On the other hand, I heard their KT-88 integrated and thought it sounded fantastic on K horns...not my cup of tea, but fun. I hear the MAC stuff almost every week-end at local dealer and most of it sounds really good. My system is low powered, SE-OTL and philosophically different from Mac's concepts, though.
My opinion: (you know what they say about that...) most companies make good or better components. Get rid of the ones that sound bad or you otherwise don't want. I even got rid of a couple because I no longer wanted a piece in my system from a company or person I had an issue with (I know, resentment sometimes makes me do less than rational things).
On the other hand "Are are motorcycles, watches over $10 or high end audio rational?" is another question...one my wife often asks...
You want to spend a ton of hard-earned-bucks on gear only to be dissed by the folks who took your money, try Levinson or EAR: I've never had manufacturers of ANY product cop an attitude like Levinson (black hole service dept from hell) or EAR's Paravincini (who personally emailed and berated me) when I was trying to get a broken proprietary piece replaced at my expense on one of his power amps. When these items were finally fixed, I sold them (never to return) and purchased other gear from manufacturers who I felt deserved my money/loyalty.

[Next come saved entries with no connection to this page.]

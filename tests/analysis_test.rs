//! Model-level properties: sufficiency, range, determinism, persistence, scenarios.

mod common;

use cohort_insight::analysis::{
    AnomalyCategory, AnomalyDetector, BehaviorClusterer, CohortAnalyzer, Confidence, GradePredictor,
};
use cohort_insight::config::AnalyticsConfig;
use cohort_insight::error::AnalyticsError;
use cohort_insight::model::{ModelArtifact, ModelKind, Tier};
use cohort_insight::records::StudentRecord;
use cohort_insight::risk::{AlertLevel, Severity};
use cohort_insight::storage::ArtifactStore;
use common::{cohort, empty_student, scenario_a, scenario_b, scenario_c, student};

fn config() -> AnalyticsConfig {
    AnalyticsConfig::default()
}

#[test]
fn fewer_than_three_samples_never_trains() {
    let cfg = config();
    let records = cohort(2);
    let mut predictor = GradePredictor::new(&cfg);
    let mut clusterer = BehaviorClusterer::new(&cfg);
    let mut detector = AnomalyDetector::new(&cfg);

    assert!(!predictor.train(&records));
    assert!(!clusterer.train(&records));
    assert!(!detector.train(&records));
    assert!(!predictor.is_trained());
    assert!(!clusterer.is_trained());
    assert!(!detector.is_trained());

    let probe = &records[0];
    assert!(predictor.predict(probe).is_none());
    assert!(clusterer.predict_cluster(probe).is_none());
    assert!(clusterer.get_all_clusters_analysis(&records).is_none());
    assert!(detector.detect_anomalies(probe).is_none());
    assert!(detector.batch_detect_anomalies(&records).is_none());
}

#[test]
fn try_train_reports_insufficient_data() {
    let mut predictor = GradePredictor::new(&config());
    match predictor.try_train(&cohort(2)) {
        Err(AnalyticsError::InsufficientData {
            available,
            required,
            ..
        }) => {
            assert_eq!(available, 2);
            assert_eq!(required, 3);
        }
        other => panic!("expected insufficient data, got {other:?}"),
    }
}

#[test]
fn records_without_target_do_not_count_towards_predictor_minimum() {
    let mut records = cohort(2);
    records.push(StudentRecord::new("no-target").with_homework(vec![70.0, 80.0, 75.0]));
    records.push(StudentRecord::new("zero-target").with_synthesis(0.0, 10.0));
    let mut predictor = GradePredictor::new(&config());
    assert!(!predictor.train(&records));

    // the clusterer has no target and sees four usable records
    let mut clusterer = BehaviorClusterer::new(&config());
    assert!(clusterer.train(&records));
}

#[test]
fn failed_retrain_keeps_previous_artifact() {
    let mut predictor = GradePredictor::new(&config());
    assert!(predictor.train(&cohort(12)));
    let before = predictor.artifact().map(|a| a.id);
    assert!(!predictor.train(&cohort(1)));
    assert!(predictor.is_trained());
    assert_eq!(predictor.artifact().map(|a| a.id), before);
}

#[test]
fn predictions_stay_within_score_range() {
    let mut predictor = GradePredictor::new(&config());
    assert!(predictor.train(&cohort(30)));

    let probes = vec![
        student("max", 1.0, 0.0).with_synthesis(100.0, 100.0),
        student("min", 0.0, 0.0),
        StudentRecord::new("huge")
            .with_homework(vec![100.0; 8])
            .with_discussion(500, 500, 5000)
            .with_video(&[(10_000.0, 0.0); 7]),
        empty_student("nobody"),
    ];
    for probe in &probes {
        let result = predictor.predict(probe).unwrap();
        assert!(
            (0.0..=100.0).contains(&result.predicted_score),
            "{} predicted {}",
            probe.user_id,
            result.predicted_score
        );
    }
}

#[test]
fn tier_follows_sample_count() {
    let cfg = config();
    let cases = [(12, Tier::Small, 2), (40, Tier::Medium, 3), (60, Tier::Large, 4)];
    for (n, tier, clusters) in cases {
        let records = cohort(n);
        let mut predictor = GradePredictor::new(&cfg);
        let mut clusterer = BehaviorClusterer::new(&cfg);
        let mut detector = AnomalyDetector::new(&cfg);

        let p = predictor.try_train(&records).unwrap();
        let c = clusterer.try_train(&records).unwrap();
        let d = detector.try_train(&records).unwrap();
        assert_eq!((p.tier, c.tier, d.tier), (tier, tier, tier), "n = {n}");

        let clusterer_params = &clusterer.artifact().unwrap().params;
        assert_eq!(clusterer_params.kmeans.k(), clusters);
        assert_eq!(clusterer_params.profiles.len(), clusters);

        let regressor = predictor.artifact().unwrap().params.regressor.name();
        let expected = match tier {
            Tier::Small => "ridge",
            Tier::Medium => "decision_tree",
            Tier::Large => "bagged_forest",
        };
        assert_eq!(regressor, expected);
    }
}

#[test]
fn cluster_count_is_capped_by_samples() {
    let mut cfg = config();
    cfg.tiers.cluster_counts = [5, 5, 5];
    let mut clusterer = BehaviorClusterer::new(&cfg);
    assert!(clusterer.train(&cohort(3)));
    assert_eq!(clusterer.artifact().unwrap().params.kmeans.k(), 3);
}

#[test]
fn training_is_idempotent() {
    let cfg = config();
    for n in [8, 25, 55] {
        let records = cohort(n);
        let probe = student("probe", 0.63, 1.3);

        let mut p1 = GradePredictor::new(&cfg);
        let mut p2 = GradePredictor::new(&cfg);
        assert!(p1.train(&records) && p2.train(&records));
        assert_eq!(p1.predict(&probe), p2.predict(&probe), "n = {n}");

        let mut c1 = BehaviorClusterer::new(&cfg);
        let mut c2 = BehaviorClusterer::new(&cfg);
        assert!(c1.train(&records) && c2.train(&records));
        assert_eq!(c1.predict_cluster(&probe), c2.predict_cluster(&probe));

        let mut d1 = AnomalyDetector::new(&cfg);
        let mut d2 = AnomalyDetector::new(&cfg);
        assert!(d1.train(&records) && d2.train(&records));
        assert_eq!(d1.detect_anomalies(&probe), d2.detect_anomalies(&probe));
    }
}

#[test]
fn store_round_trip_reproduces_outputs() {
    let cfg = config();
    let records = cohort(24);
    let probe = student("held-out", 0.41, 2.1);

    let mut trained = CohortAnalyzer::new(&cfg);
    assert_eq!(trained.train_all(&records).trained_count(), 3);

    let dir = tempfile::tempdir().unwrap();
    let store = ArtifactStore::open(&dir.path().join("artifacts.db"), b"test-secret").unwrap();
    assert_eq!(trained.save(&store).unwrap(), 3);

    let mut restored = CohortAnalyzer::new(&cfg);
    assert_eq!(restored.restore(&store).unwrap(), 3);

    assert_eq!(
        trained.predictor().predict(&probe),
        restored.predictor().predict(&probe)
    );
    assert_eq!(
        trained.clusterer().predict_cluster(&probe),
        restored.clusterer().predict_cluster(&probe)
    );
    assert_eq!(
        trained.detector().detect_anomalies(&probe),
        restored.detector().detect_anomalies(&probe)
    );
    assert_eq!(
        trained.predictor().artifact(),
        restored.predictor().artifact()
    );
}

#[test]
fn json_round_trip_of_artifact_is_exact() {
    let mut detector = AnomalyDetector::new(&config());
    assert!(detector.train(&cohort(16)));
    let artifact = detector.artifact().unwrap();
    let json = serde_json::to_string(artifact).unwrap();
    let back: ModelArtifact<cohort_insight::analysis::AnomalyParams> =
        serde_json::from_str(&json).unwrap();
    assert_eq!(&back, artifact);

    let mut fresh = AnomalyDetector::new(&config());
    fresh.restore(back).unwrap();
    let probe = student("p", 0.2, 0.5);
    assert_eq!(fresh.detect_anomalies(&probe), detector.detect_anomalies(&probe));
}

#[test]
fn restore_rejects_artifact_of_another_kind() {
    let mut predictor = GradePredictor::new(&config());
    assert!(predictor.train(&cohort(10)));
    let mut artifact = predictor.artifact().unwrap().clone();
    artifact.kind = ModelKind::AnomalyDetector;

    let mut other = GradePredictor::new(&config());
    assert!(matches!(
        other.restore(artifact),
        Err(AnalyticsError::IncompatibleArtifact { .. })
    ));
    assert!(!other.is_trained());
}

#[test]
fn empty_record_is_scored_without_error() {
    let cfg = config();
    let records = cohort(20);
    let mut analyzer = CohortAnalyzer::new(&cfg);
    assert_eq!(analyzer.train_all(&records).trained_count(), 3);

    let empty = empty_student("ghost");
    let prediction = analyzer.predictor().predict(&empty).unwrap();
    assert!(prediction.predicted_score.is_finite());
    assert_eq!(prediction.confidence, Confidence::Low);
    assert!(analyzer.clusterer().predict_cluster(&empty).is_some());
    let detection = analyzer.detector().detect_anomalies(&empty).unwrap();
    assert!(detection.score.is_finite());
}

#[test]
fn feature_importance_covers_every_feature() {
    let mut predictor = GradePredictor::new(&config());
    assert!(predictor.train(&cohort(20)));
    let result = predictor.predict(&student("x", 0.5, 0.0)).unwrap();
    assert_eq!(result.feature_importance.len(), 8);
    let total: f64 = result.feature_importance.values().sum();
    assert!((total - 1.0).abs() < 1e-6 || total == 0.0, "sum {total}");
    assert!(result.feature_importance.values().all(|w| *w >= 0.0));
}

#[test]
fn scenario_sparse_student_gets_low_confidence() {
    let records = scenario_a();
    let mut predictor = GradePredictor::new(&config());
    let summary = predictor.try_train(&records).unwrap();
    assert_eq!(summary.samples, 5);
    assert_eq!(summary.tier, Tier::Small);

    let sparse = predictor.predict(&records[0]).unwrap();
    assert_eq!(sparse.confidence, Confidence::Low);
    assert!(!sparse.recommendations.is_empty());
    assert!(sparse.recommendations.len() <= 4);

    let strong = predictor.predict(&records[1]).unwrap();
    assert_ne!(strong.confidence, Confidence::Low);
}

#[test]
fn scenario_two_completion_groups_form_three_clusters() {
    let records = scenario_b();
    let mut clusterer = BehaviorClusterer::new(&config());
    let summary = clusterer.try_train(&records).unwrap();
    assert_eq!(summary.tier, Tier::Medium);
    assert_eq!(clusterer.artifact().unwrap().params.kmeans.k(), 3);

    let analysis = clusterer.get_all_clusters_analysis(&records).unwrap();
    assert_eq!(analysis.total_users, 20);
    assert_eq!(analysis.cluster_distribution.len(), 3);
    let pct: f64 = analysis.cluster_distribution.values().map(|s| s.percentage).sum();
    assert!((pct - 100.0).abs() < 1e-9, "percentages sum to {pct}");
    let members: usize = analysis.cluster_distribution.values().map(|s| s.count).sum();
    assert_eq!(members, 20);

    // the two completion groups never share a cluster
    let low = clusterer.predict_cluster(&records[0]).unwrap().cluster_id;
    let high = clusterer.predict_cluster(&records[1]).unwrap().cluster_id;
    assert_ne!(low, high);

    let assignment = clusterer.predict_cluster(&records[1]).unwrap();
    assert!(!assignment.label.is_empty());
    assert!(!assignment.characteristics.is_empty());
    assert!(!assignment.recommendations.is_empty());
}

#[test]
fn scenario_extreme_student_is_high_severity_poor_performance() {
    let records = scenario_c();
    let mut detector = AnomalyDetector::new(&config());
    let summary = detector.try_train(&records).unwrap();
    assert_eq!(summary.tier, Tier::Small);
    assert_eq!(detector.artifact().unwrap().params.forest.contamination, 0.3);

    let outlier = records.last().unwrap();
    let detection = detector.detect_anomalies(outlier).unwrap();
    assert!(detection.is_anomaly);
    assert_eq!(detection.severity, Severity::High);
    assert!(detection.categories.contains(&AnomalyCategory::PoorPerformance));
    assert_eq!(detection.alert_level, Some(AlertLevel::Urgent));
    assert_eq!(detection.confidence, Confidence::High);
    assert!(!detection.recommendations.is_empty());
    assert!(detection.recommendations.len() <= 5);

    let report = detector.batch_detect_anomalies(&records).unwrap();
    assert_eq!(report.total_users, 7);
    assert_eq!(report.anomaly_count + report.normal_count, 7);
    let first = &report.anomalies[0];
    assert_eq!(first.user_id, "outlier");
    assert_eq!(first.severity, Severity::High);
    assert!(report
        .anomalies
        .windows(2)
        .all(|w| w[0].score <= w[1].score));
    assert!(report.summary_text.contains("high-risk"));
    assert!(!first.outlier_features.is_empty());
}

#[test]
fn normal_detection_has_no_alert() {
    let records = scenario_c();
    let mut detector = AnomalyDetector::new(&config());
    assert!(detector.train(&records));
    let report = detector.artifact().unwrap().params.training_report.clone();
    let flagged: Vec<&str> = report.anomalies.iter().map(|a| a.user_id.as_str()).collect();
    let normal = records
        .iter()
        .find(|r| !flagged.contains(&r.user_id.as_str()))
        .unwrap();
    let detection = detector.detect_anomalies(normal).unwrap();
    assert!(!detection.is_anomaly);
    assert_eq!(detection.severity, Severity::Normal);
    assert!(detection.categories.is_empty());
    assert!(detection.alert_level.is_none());
}

#[test]
fn cohort_report_bundles_all_results() {
    let records = cohort(18);
    let mut analyzer = CohortAnalyzer::new(&config());
    analyzer.train_all(&records);
    let report = analyzer.analyze(&records);
    assert_eq!(report.total_records, 18);
    assert_eq!(report.predictions.len(), 18);
    assert_eq!(report.clusters.unwrap().total_users, 18);
    let anomalies = report.anomalies.unwrap();
    assert!(anomalies.anomaly_rate >= 0.0 && anomalies.anomaly_rate <= 100.0);
}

MAC is stand-up, classic, non-fussy gear with good service and flashes of (high-priced) brilliance that chooses to market to the carriage trade, not the state of the art or the bleeding edge of unreliability.
Jeez, with prices like they are in the high-end, MAC looks pretty reasonable in comparison, esp (1) if you want it and (2) it sounds good to you. You know it may not be the latest and greatest, but it'll last and have back-up long after a lot of the other guys are gone or in the shop (again). I guess that's my point. Others may have other priorities.
Now there, aren't you glad you waited? Flame away...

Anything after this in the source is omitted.